Alles per App gesteuert

Im zweiten Teil der Anlage weisen die einzelnen Wafers auf den angewinkelten Panels grössere Abstände auf. Sie bedecken lediglich etwa 40 Prozent der Fläche eines Panels, wie Heinz Schmid erklärt. Sie sind ebenfalls beidseitig angebracht. Die Struktur erinnert an ein Gewächshaus. Die Panels spenden Schatten, schützen vor der Witterung und erzeugen gleichzeitig Strom.
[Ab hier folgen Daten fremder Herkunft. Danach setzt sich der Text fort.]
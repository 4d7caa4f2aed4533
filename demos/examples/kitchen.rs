// Copyright 2025 the Setpiece Authors
// SPDX-License-Identifier: Apache-2.0 OR MIT

//! Bootstrap a kitchen, let the agents negotiate, then nudge the chair and
//! watch the relations update.

use glam::dvec3;
use setpiece::{GraphPatch, Session, SpatialParams};
use setpiece_demos::kitchen_payload;

fn print_relations(session: &Session, heading: &str) {
    println!("{heading}");
    for relation in session.graph().relations().values() {
        println!(
            "  {}({}, {})  conf={:.2}  props={:?}",
            relation.kind, relation.a, relation.b, relation.conf, relation.props
        );
    }
}

fn main() {
    tracing_subscriber::fmt()
        .with_max_level(tracing::Level::INFO)
        .init();

    let mut session = Session::new(SpatialParams::default());
    session.load_bootstrap(kitchen_payload());
    session.run_ticks(3);
    print_relations(&session, "Relations after initial negotiation:");

    // The chair slides over next to the stove.
    let mut patch = GraphPatch::new();
    patch.move_node("chair_12", dvec3(3.4, 1.1, 0.45));
    session
        .apply_patch(patch)
        .expect("the chair move is a valid patch");
    session.run_ticks(3);
    print_relations(&session, "\nRelations after the chair moved:");

    let context = session.llm_context(dvec3(3.0, 1.3, 1.6), "kitchen", 5);
    println!("\n{}", context.summary);
    for notice in &context.notices {
        println!("notice: {notice}");
    }
    for object in &context.objects {
        println!(
            "  {} ({}) at ({:.2}, {:.2}, {:.2})",
            object.id, object.class, object.pos.x, object.pos.y, object.pos.z
        );
    }
}
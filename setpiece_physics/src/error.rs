// Copyright 2025 the Setpiece Authors
// SPDX-License-Identifier: Apache-2.0 OR MIT

//! Placement failure as a value.

use core::fmt;

/// Why the placement engine could not produce a position.
#[derive(Copy, Clone, Debug, PartialEq, Eq)]
pub enum PlacementError {
    /// Every sampled candidate collided within the attempt budget.
    NoSafePosition {
        /// How many candidates were tried.
        attempts: usize,
    },
}

impl fmt::Display for PlacementError {
    fn fmt(&self, f: &mut fmt::Formatter<'_>) -> fmt::Result {
        match self {
            Self::NoSafePosition { attempts } => {
                write!(f, "no collision-free position found in {attempts} attempts")
            }
        }
    }
}

impl std::error::Error for PlacementError {}
// Copyright 2025 the Setpiece Authors
// SPDX-License-Identifier: Apache-2.0 OR MIT

use criterion::{BenchmarkId, Criterion, black_box, criterion_group, criterion_main};
use glam::{DVec3, dvec3};
use rand::SeedableRng;
use rand::rngs::SmallRng;
use setpiece_collision::ColliderIndex;
use setpiece_geom::SpatialParams;

fn grid_index(n: usize, spacing: f64) -> ColliderIndex {
    let mut index = ColliderIndex::new(SpatialParams::default());
    let size = dvec3(0.2, 0.2, 0.2);
    for y in 0..n {
        for x in 0..n {
            let center = dvec3(x as f64 * spacing, y as f64 * spacing, 0.1);
            index.upsert(&format!("box_{x}_{y}"), center, size);
        }
    }
    index
}

fn bench_collides_at(c: &mut Criterion) {
    let mut group = c.benchmark_group("collides_at");
    for n in [8_usize, 16, 32] {
        let index = grid_index(n, 0.5);
        let probe = DVec3::new(n as f64 * 0.25, n as f64 * 0.25, 0.1);
        group.bench_with_input(BenchmarkId::from_parameter(n * n), &index, |b, index| {
            b.iter(|| {
                black_box(index.collides_at(None, black_box(probe), dvec3(0.2, 0.2, 0.2)))
            });
        });
    }
    group.finish();
}

fn bench_find_safe_position(c: &mut Criterion) {
    let mut group = c.benchmark_group("find_safe_position");
    for n in [8_usize, 16] {
        // Tight spacing: the preferred point always collides and the polar
        // sampler has to work for its answer.
        let index = grid_index(n, 0.3);
        let preferred = DVec3::new(n as f64 * 0.15, n as f64 * 0.15, 0.1);
        group.bench_with_input(BenchmarkId::from_parameter(n * n), &index, |b, index| {
            let mut rng = SmallRng::seed_from_u64(7);
            b.iter(|| {
                black_box(index.find_safe_position(
                    &mut rng,
                    dvec3(0.2, 0.2, 0.2),
                    black_box(preferred),
                    1.0,
                    20,
                ))
            });
        });
    }
    group.finish();
}

criterion_group!(benches, bench_collides_at, bench_find_safe_position);
criterion_main!(benches);
// Copyright 2025 the Setpiece Authors
// SPDX-License-Identifier: Apache-2.0 OR MIT

//! The in-process mailbox bus.

use hashbrown::HashMap;
use uuid::Uuid;

use setpiece_graph::{Clock, Stamp};

use crate::message::{Envelope, Payload};

/// Per-recipient FIFO mailboxes.
///
/// [`Bus::post`] stamps and enqueues; [`Bus::drain`] atomically takes a
/// recipient's queue. The bus owns its own clock so message stamps — and
/// the relation stamps derived from them at acceptance — are monotone
/// across the whole negotiation.
#[derive(Debug, Default)]
pub struct Bus {
    clock: Clock,
    queues: HashMap<String, Vec<Envelope>>,
}

impl Bus {
    /// An empty bus.
    #[must_use]
    pub fn new() -> Self {
        Self::default()
    }

    /// Draws a fresh timestamp from the bus clock.
    pub fn stamp(&mut self) -> Stamp {
        self.clock.stamp()
    }

    /// Aligns the bus clock with an external seconds value (never
    /// backwards).
    pub fn advance_clock_to(&mut self, seconds: f64) {
        self.clock.advance_to(seconds);
    }

    /// Builds an envelope around `payload` and appends it to the receiver's
    /// queue. Returns the assigned message id.
    pub fn post(
        &mut self,
        sender: impl Into<String>,
        receiver: impl Into<String>,
        payload: Payload,
    ) -> Uuid {
        let envelope = Envelope {
            mid: Uuid::new_v4(),
            ts: self.clock.stamp(),
            sender: sender.into(),
            receiver: receiver.into(),
            payload,
        };
        let mid = envelope.mid;
        self.send(envelope);
        mid
    }

    /// Appends a pre-built envelope to its receiver's queue.
    pub fn send(&mut self, envelope: Envelope) {
        self.queues
            .entry(envelope.receiver.clone())
            .or_default()
            .push(envelope);
    }

    /// Takes and clears the receiver's queue, oldest first.
    pub fn drain(&mut self, receiver: &str) -> Vec<Envelope> {
        self.queues.remove(receiver).unwrap_or_default()
    }

    /// Messages currently queued for `receiver`.
    #[must_use]
    pub fn pending(&self, receiver: &str) -> usize {
        self.queues.get(receiver).map_or(0, Vec::len)
    }
}

#[cfg(test)]
mod tests {
    use super::*;

    fn ping(n: u32) -> Payload {
        Payload::StateUpdate {
            node_id: format!("n{n}"),
            fields: std::collections::BTreeMap::new(),
        }
    }

    #[test]
    fn queues_are_fifo_per_receiver() {
        let mut bus = Bus::new();
        bus.post("a", "b", ping(1));
        bus.post("a", "b", ping(2));
        bus.post("a", "c", ping(3));

        assert_eq!(bus.pending("b"), 2);
        let drained = bus.drain("b");
        assert_eq!(drained.len(), 2);
        assert_eq!(drained[0].payload, ping(1));
        assert_eq!(drained[1].payload, ping(2));
        assert!(drained[0].ts < drained[1].ts);

        // Drain is destructive and scoped to one receiver.
        assert_eq!(bus.pending("b"), 0);
        assert_eq!(bus.pending("c"), 1);
    }

    #[test]
    fn every_message_gets_a_distinct_id() {
        let mut bus = Bus::new();
        let first = bus.post("a", "b", ping(1));
        let second = bus.post("a", "b", ping(1));
        assert_ne!(first, second);
    }
}
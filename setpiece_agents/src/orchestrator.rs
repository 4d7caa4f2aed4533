// Copyright 2025 the Setpiece Authors
// SPDX-License-Identifier: Apache-2.0 OR MIT

//! The tick loop driving one negotiation round.

use std::collections::BTreeMap;

use tracing::warn;

use setpiece_geom::SpatialParams;
use setpiece_graph::SceneGraph;

use crate::agent::Agent;
use crate::bus::Bus;

/// Builds one agent per existing node id, skipping ids the store does not
/// know.
#[must_use]
pub fn make_agents<I, S>(graph: &SceneGraph, ids: I, params: SpatialParams) -> BTreeMap<String, Agent>
where
    I: IntoIterator<Item = S>,
    S: AsRef<str>,
{
    let mut agents = BTreeMap::new();
    for id in ids {
        let id = id.as_ref();
        if let Some(node) = graph.get(id) {
            agents.insert(id.to_owned(), Agent::new(id, node.class.clone(), params));
        }
    }
    agents
}

/// Runs one negotiation round: deliver, perceive and propose, handle and
/// patch — in that exact order, agents in ascending id order.
///
/// Proposals sent during step two are not delivered within the same tick;
/// they become inbox entries next round. Patch application is best-effort:
/// a patch that fails (for example, it names a node removed between
/// proposal and acceptance) is logged and dropped, leaving the scene valid.
pub fn tick(graph: &mut SceneGraph, bus: &mut Bus, agents: &mut BTreeMap<String, Agent>) {
    for (id, agent) in agents.iter_mut() {
        let delivered = bus.drain(id);
        agent.inbox.extend(delivered);
    }

    for agent in agents.values() {
        agent.perceive_and_propose(graph, bus);
    }

    for agent in agents.values_mut() {
        let patch = agent.handle_inbox(bus);
        if patch.is_empty() {
            continue;
        }
        if let Err(err) = graph.apply_patch(patch) {
            warn!(agent = %agent.id, %err, "negotiation patch dropped");
        }
    }
}
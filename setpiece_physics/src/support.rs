// Copyright 2025 the Setpiece Authors
// SPDX-License-Identifier: Apache-2.0 OR MIT

//! Support-dependency tracking: who rests on whom.

use std::collections::{BTreeMap, BTreeSet};

use glam::DVec3;
use tracing::trace;

use setpiece_geom::{SpatialParams, grounded_z};
use setpiece_graph::{GraphPatch, Node, NodeUpdate, SceneGraph};
use setpiece_relate::rests_on;

/// Diagnostic census of the support state of a scene.
#[derive(Clone, Debug, Default, PartialEq)]
pub struct SupportSummary {
    /// Nodes considered (rooms excluded).
    pub total_objects: usize,
    /// Nodes resting on the ground plane.
    pub grounded: usize,
    /// Nodes with a tracked supporter.
    pub supported: usize,
    /// Non-pinned nodes that are neither grounded nor supported.
    pub floating: usize,
    /// Tracked `(supported, supporter)` edges.
    pub edges: Vec<(String, String)>,
}

/// Tracks which objects are supported by which other objects.
///
/// Support edges form a DAG rooted at the ground: every edge points from a
/// node to the single node it rests on. The tracker is rebuilt from geometry
/// by [`SupportTracker::infer`] after every add, position update, and before
/// every removal cascade.
#[derive(Clone, Debug, Default)]
pub struct SupportTracker {
    supporter_of: BTreeMap<String, String>,
    dependents: BTreeMap<String, BTreeSet<String>>,
}

impl SupportTracker {
    /// An empty tracker.
    #[must_use]
    pub fn new() -> Self {
        Self::default()
    }

    /// Rebuilds support relationships from the current scene geometry.
    ///
    /// A node needs a supporter when it is neither grounded nor pinned. Among
    /// candidates passing the resting test, tops within 0.05 of each other
    /// prefer the larger horizontal surface (two books on one table must not
    /// claim to support each other); otherwise the higher top wins.
    #[must_use]
    pub fn infer(graph: &SceneGraph, params: &SpatialParams) -> Self {
        let mut tracker = Self::new();
        for (id, node) in graph.nodes() {
            if node.is_room() || node.state.is_pinned() {
                continue;
            }
            let gz = grounded_z(node.bbox, params.ground_z);
            if (node.pos.z - gz).abs() <= params.grounded_tol {
                continue;
            }
            if let Some(supporter) = find_supporter(graph, node, params) {
                trace!(supported = %id, supporter = %supporter, "support edge");
                tracker.link(id.clone(), supporter);
            }
        }
        tracker
    }

    /// Records that `supported` rests on `supporter`, replacing any prior
    /// supporter of `supported`.
    pub fn link(&mut self, supported: String, supporter: String) {
        self.unlink(&supported);
        self.dependents
            .entry(supporter.clone())
            .or_default()
            .insert(supported.clone());
        self.supporter_of.insert(supported, supporter);
    }

    /// Clears the supporter link of `supported`, if any.
    pub fn unlink(&mut self, supported: &str) {
        if let Some(supporter) = self.supporter_of.remove(supported) {
            if let Some(set) = self.dependents.get_mut(&supporter) {
                set.remove(supported);
                if set.is_empty() {
                    self.dependents.remove(&supporter);
                }
            }
        }
    }

    /// The node `id` rests on, if tracked.
    #[must_use]
    pub fn supporter_of(&self, id: &str) -> Option<&str> {
        self.supporter_of.get(id).map(String::as_str)
    }

    /// Nodes resting directly on `id`, ascending.
    #[must_use]
    pub fn direct_dependents(&self, id: &str) -> Vec<String> {
        self.dependents
            .get(id)
            .map(|set| set.iter().cloned().collect())
            .unwrap_or_default()
    }

    /// The transitive dependent closure of `id`, in depth-first discovery
    /// order, each node once.
    ///
    /// The closure is finite because support forms a DAG; a node already
    /// visited is never expanded again.
    #[must_use]
    pub fn dependents_recursive(&self, id: &str) -> Vec<String> {
        let mut out = Vec::new();
        let mut seen = BTreeSet::new();
        self.collect_dependents(id, &mut out, &mut seen);
        out
    }

    fn collect_dependents(&self, id: &str, out: &mut Vec<String>, seen: &mut BTreeSet<String>) {
        let Some(direct) = self.dependents.get(id) else {
            return;
        };
        for dependent in direct {
            if seen.insert(dependent.clone()) {
                out.push(dependent.clone());
                self.collect_dependents(dependent, out, seen);
            }
        }
    }

    /// Removes `id` from the bookkeeping entirely — as a supporter and as a
    /// supportee — and clears the supporter links of its whole recursive
    /// dependent closure. Returns that closure in traversal order.
    pub fn remove_object(&mut self, id: &str) -> Vec<String> {
        let affected = self.dependents_recursive(id);
        self.dependents.remove(id);
        self.unlink(id);
        for dependent in &affected {
            self.unlink(dependent);
        }
        affected
    }

    /// Tracked `(supported, supporter)` pairs, ascending by supported id.
    pub fn edges(&self) -> impl Iterator<Item = (&str, &str)> + '_ {
        self.supporter_of
            .iter()
            .map(|(a, b)| (a.as_str(), b.as_str()))
    }

    /// Counts of tracked edges and nodes.
    #[must_use]
    pub fn summary(&self, graph: &SceneGraph, params: &SpatialParams) -> SupportSummary {
        let mut summary = SupportSummary::default();
        for (id, node) in graph.nodes() {
            if node.is_room() {
                continue;
            }
            summary.total_objects += 1;
            let gz = grounded_z(node.bbox, params.ground_z);
            if (node.pos.z - gz).abs() <= params.grounded_tol {
                summary.grounded += 1;
            } else if self.supporter_of.contains_key(id) {
                summary.supported += 1;
            } else if !node.state.is_pinned() {
                summary.floating += 1;
            }
        }
        summary.edges = self
            .supporter_of
            .iter()
            .map(|(a, b)| (a.clone(), b.clone()))
            .collect();
        summary
    }
}

/// The best supporter for `node`, if any candidate passes the resting test.
fn find_supporter(graph: &SceneGraph, node: &Node, params: &SpatialParams) -> Option<String> {
    let placed = node.placed();
    let mut best: Option<(&Node, f64)> = None;

    for (other_id, other) in graph.nodes() {
        if *other_id == node.id || other.is_room() {
            continue;
        }
        let Some(fit) = rests_on(&placed, &other.placed(), params.support_z_tol) else {
            continue;
        };
        match best {
            None => best = Some((other, fit.top)),
            Some((current, current_top)) => {
                if (fit.top - current_top).abs() < 0.05 {
                    let area = other.bbox.x * other.bbox.y;
                    let current_area = current.bbox.x * current.bbox.y;
                    if area > current_area {
                        best = Some((other, fit.top));
                    }
                } else if fit.top > current_top {
                    best = Some((other, fit.top));
                }
            }
        }
    }
    best.map(|(node, _)| node.id.clone())
}

/// Builds the patch that moves `id` to `new_pos` and translates its whole
/// recursive dependent closure by the same offset, preserving relative
/// positions.
#[must_use]
pub fn translation_patch(
    graph: &SceneGraph,
    tracker: &SupportTracker,
    id: &str,
    new_pos: DVec3,
) -> GraphPatch {
    let mut patch = GraphPatch::new();
    let Some(node) = graph.get(id) else {
        return patch;
    };
    let delta = new_pos - node.pos;
    patch.update_nodes.insert(id.to_owned(), NodeUpdate::pos(new_pos));
    for dependent in tracker.dependents_recursive(id) {
        if let Some(dep) = graph.get(&dependent) {
            patch
                .update_nodes
                .insert(dependent, NodeUpdate::pos(dep.pos + delta));
        }
    }
    patch
}
// Copyright 2025 the Setpiece Authors
// SPDX-License-Identifier: Apache-2.0 OR MIT

//! Nodes: physical objects, rooms, and their typed state.

use core::fmt;
use std::collections::BTreeMap;

use glam::DVec3;
use setpiece_relate::Placed;

/// Class name of room nodes, which are exempt from physics and collision.
pub const ROOM_CLASS: &str = "room";

/// A scalar state or metadata value.
///
/// Unrecognized `state` and all `meta` entries are preserved verbatim as
/// these and ignored by the core.
#[derive(Clone, Debug, PartialEq)]
pub enum Value {
    /// A boolean.
    Bool(bool),
    /// A number.
    Number(f64),
    /// A string.
    Text(String),
}

impl Value {
    /// The string payload, if this is a text value.
    #[must_use]
    pub fn as_text(&self) -> Option<&str> {
        match self {
            Self::Text(s) => Some(s),
            _ => None,
        }
    }
}

impl fmt::Display for Value {
    fn fmt(&self, f: &mut fmt::Formatter<'_>) -> fmt::Result {
        match self {
            Self::Bool(b) => write!(f, "{b}"),
            Self::Number(n) => write!(f, "{n}"),
            Self::Text(s) => f.write_str(s),
        }
    }
}

/// Level of mobility of an object.
#[derive(Copy, Clone, Debug, Default, PartialEq, Eq, Hash)]
pub enum Lom {
    /// Never moves (walls, built-ins).
    Fixed,
    /// Rarely moves (large furniture).
    Low,
    /// Occasionally moves.
    #[default]
    Medium,
    /// Freely portable.
    High,
}

impl Lom {
    /// Stable wire name.
    #[must_use]
    pub const fn as_str(self) -> &'static str {
        match self {
            Self::Fixed => "fixed",
            Self::Low => "low",
            Self::Medium => "medium",
            Self::High => "high",
        }
    }

    /// Parses a wire name; unknown names map to the default.
    #[must_use]
    pub fn parse(s: &str) -> Self {
        match s {
            "fixed" => Self::Fixed,
            "low" => Self::Low,
            "high" => Self::High,
            _ => Self::Medium,
        }
    }
}

bitflags::bitflags! {
    /// Recognized boolean state switches.
    #[derive(Copy, Clone, Debug, Default, PartialEq, Eq, Hash)]
    pub struct StateFlags: u8 {
        /// Pinned: exempt from grounding, validation, and gravity cascades.
        const PHYSICS_OVERRIDE = 0b0000_0001;
        /// Never moved by gravity cascades even when support is lost.
        const PREVENT_GRAVITY  = 0b0000_0010;
    }
}

/// How a pinned object is attached to the structure.
#[derive(Clone, Debug, PartialEq, Eq, Hash)]
pub enum Attachment {
    /// Hangs from the ceiling.
    Ceiling,
    /// Mounted on a wall.
    Wall,
    /// Any other attachment named by the payload.
    Other(String),
}

impl Attachment {
    /// Stable wire name.
    #[must_use]
    pub fn as_str(&self) -> &str {
        match self {
            Self::Ceiling => "ceiling",
            Self::Wall => "wall",
            Self::Other(s) => s,
        }
    }

    /// Parses a wire name.
    #[must_use]
    pub fn parse(s: &str) -> Self {
        match s {
            "ceiling" => Self::Ceiling,
            "wall" => Self::Wall,
            other => Self::Other(other.to_owned()),
        }
    }
}

/// Typed view of a node's `state` mapping.
///
/// Recognized keys (`physics_override`, `prevent_gravity`,
/// `attachment_type`) get typed storage; everything else lands in `extra`
/// untouched.
#[derive(Clone, Debug, Default, PartialEq)]
pub struct NodeState {
    /// Recognized boolean switches.
    pub flags: StateFlags,
    /// Recognized attachment kind.
    pub attachment: Option<Attachment>,
    /// Unrecognized keys, preserved verbatim.
    pub extra: BTreeMap<String, Value>,
}

impl NodeState {
    /// State with `physics_override` set, optionally attached.
    #[must_use]
    pub fn pinned(attachment: Option<Attachment>) -> Self {
        Self {
            flags: StateFlags::PHYSICS_OVERRIDE,
            attachment,
            ..Self::default()
        }
    }

    /// Whether the node is exempt from physics.
    #[must_use]
    pub const fn is_pinned(&self) -> bool {
        self.flags.contains(StateFlags::PHYSICS_OVERRIDE)
    }

    /// Whether gravity cascades must leave the node alone.
    #[must_use]
    pub const fn prevents_gravity(&self) -> bool {
        self.flags.contains(StateFlags::PREVENT_GRAVITY)
    }
}

/// An object in the scene.
///
/// Positions are world-frame centres; `bbox` holds full extents (width,
/// depth, height). The store clamps extents to the configured minimum when
/// nodes enter it. Only axis-aligned orientation is interpreted by the core;
/// `ori` is carried for consumers.
#[derive(Clone, Debug, PartialEq)]
pub struct Node {
    /// Globally unique id.
    pub id: String,
    /// Human-readable name; not unique, may be empty.
    pub name: String,
    /// Class tag (`table`, `chair`, `cup`, `wall`, `room`, ...).
    pub class: String,
    /// World-frame centre.
    pub pos: DVec3,
    /// Orientation quaternion `[x, y, z, w]`.
    pub ori: [f64; 4],
    /// Full extents.
    pub bbox: DVec3,
    /// Affordance tags.
    pub aff: Vec<String>,
    /// Level of mobility.
    pub lom: Lom,
    /// Detection/record confidence in `[0, 1]`.
    pub conf: f64,
    /// Typed state.
    pub state: NodeState,
    /// Opaque metadata.
    pub meta: BTreeMap<String, Value>,
}

impl Node {
    /// A node with the given identity and geometry and default everything
    /// else (identity orientation, medium mobility, confidence 1).
    #[must_use]
    pub fn new(id: impl Into<String>, class: impl Into<String>, pos: DVec3, bbox: DVec3) -> Self {
        Self {
            id: id.into(),
            name: String::new(),
            class: class.into(),
            pos,
            ori: [0.0, 0.0, 0.0, 1.0],
            bbox,
            aff: Vec::new(),
            lom: Lom::default(),
            conf: 1.0,
            state: NodeState::default(),
            meta: BTreeMap::new(),
        }
    }

    /// Whether this node is a room.
    #[must_use]
    pub fn is_room(&self) -> bool {
        self.class == ROOM_CLASS
    }

    /// The kernel's view of this node.
    #[must_use]
    pub fn placed(&self) -> Placed<'_> {
        Placed {
            id: &self.id,
            center: self.pos,
            size: self.bbox,
        }
    }
}
// Copyright 2025 the Setpiece Authors
// SPDX-License-Identifier: Apache-2.0 OR MIT

//! The append-only event log.

use crate::clock::Stamp;
use crate::patch::FieldMask;
use crate::relation::RelKey;

/// One entry in the store's event log.
#[derive(Clone, Debug, PartialEq)]
pub enum Event {
    /// A bootstrap payload finished loading.
    BootstrapLoaded {
        /// When.
        ts: Stamp,
    },
    /// A node entered the store.
    NodeAdded {
        /// Node id.
        id: String,
        /// When.
        ts: Stamp,
    },
    /// A node was updated in place.
    NodeUpdated {
        /// Node id.
        id: String,
        /// Which fields changed.
        changed: FieldMask,
        /// When.
        ts: Stamp,
    },
    /// A relation was inserted or refreshed under LWW.
    RelUpsert {
        /// Relation identity.
        key: RelKey,
        /// The relation's own timestamp.
        ts: Stamp,
        /// The relation's confidence.
        conf: f64,
    },
    /// A relation was removed.
    RelRemoved {
        /// Relation identity.
        key: RelKey,
        /// When.
        ts: Stamp,
    },
}

impl Event {
    /// Stable wire name of the event kind.
    #[must_use]
    pub const fn kind(&self) -> &'static str {
        match self {
            Self::BootstrapLoaded { .. } => "BOOTSTRAP_LOADED",
            Self::NodeAdded { .. } => "NODE_ADDED",
            Self::NodeUpdated { .. } => "NODE_UPDATED",
            Self::RelUpsert { .. } => "REL_UPSERT",
            Self::RelRemoved { .. } => "REL_REMOVED",
        }
    }

    /// The entry's timestamp.
    #[must_use]
    pub const fn ts(&self) -> Stamp {
        match self {
            Self::BootstrapLoaded { ts }
            | Self::NodeAdded { ts, .. }
            | Self::NodeUpdated { ts, .. }
            | Self::RelUpsert { ts, .. }
            | Self::RelRemoved { ts, .. } => *ts,
        }
    }

    /// Whether this entry records relation negotiation activity.
    #[must_use]
    pub const fn is_negotiation(&self) -> bool {
        matches!(self, Self::RelUpsert { .. } | Self::RelRemoved { .. })
    }
}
Via App auf dem Smartphone kann Heinz Schmid nicht nur die Lichtsumme, Temperatur, Windgeschwindigkeit, Feuchtigkeit und Bestrahlungsmenge ablesen, sondern gleichzeitig einen Schirm steuern, der unter den Panels horizontal angebracht ist. Diese Schutzfolie mit ihrer aluminiumähnlichen Oberfläche wird ausgefahren, wenn die Temperatur über 27 Grad steigt. So schützt sie die Beeren dank ihrem Schatten hundertprozentig gegen die Sonne und erhöht gleichzeitig dank ihrer stark reflektierenden Eigenschaft die Stromproduktion um etwa 20 Prozent. Gleichzeitig hält der Schirm die Wärme im «Zelt» während der Nacht oder als Frostschutz. Die Steuerung ermöglicht auch, dass nur ein Teil der Schutzfolie ausgefahren wird.

Beide Anlagen produzieren bereits Strom, wie Schmid ausführt. Dieser wird von der CKW ins Netz eingespeist und vom Netzbetreiber übernommen. Um dies zu bewerkstelligen, waren einige Vorarbeiten notwendig. Glücklicherweise befindet sich eine Trafostation in unmittelbarer Nähe. So waren die notwendigen Installationen innert nützlicher Frist erledigt. Man sei auch im Gespräch mit der Industrie in der Nachbarschaft, sagt Heinz Schmid, jedoch ist eine direkte Belieferung des Stroms aus der Photovoltaikanlage derzeit noch nicht möglich.

Dank Bewegung mehr Ausbeute

In wenigen Tagen beginnen die Arbeiten an der dritten Versuchsanlage. Diese ist technisch anspruchsvoll, weil die einzelnen Panelenreihen beweglich sind. Die Agrotrack genannte Anlage richtet sich im Sonnenmnodus nach dem Sonnenstand aus und im Pflanzenmodus nach dem Lichtbedürfnis der Pflanzen. Über die Software kann die erforderliche Lichtmenge für die Pflanzen gesteuert werden. So produziert sie bis zu 30 Prozent mehr Strom, als eine starre Installation. Gebaut wird die Agri-Photovoltaikanlage in Zusammenarbeit mit der Firma Megasol AG. Monika und Heinz Schmid führen den Betrieb in Gelfingen seit 1996 nach den Richtlinien des biologischen Landbaus. Die Betriebszweige der Bioschmid GmbH sind die Sprossenproduktion, Beeren und Rindviehhaltung, sowie Bildungsangebote für Kinder, Jugendliche und Erwachsene im Umfeld des Landwirtschaftsbetriebs.

Ab 2024 wird bei allen drei Anlagen sowie der Kontrollfläche für drei Jahre geforscht. Der Hauptfokus liegt dabei auf der pflanzlichen Produktion. Spannend wird sein, ob sich auch ein geringerer Wasserbedarf bei den schattierten Pflanzungen feststellen lässt. Heinz Schmid hofft, dass dadurch Erkenntnisse in zukünftige Agri-Photovoltaikanlagen einfliessen können. Es sei, so Schmid, für die Zukunft wichtig zu verstehen, welche Systeme mit welchen Kulturen funktionieren.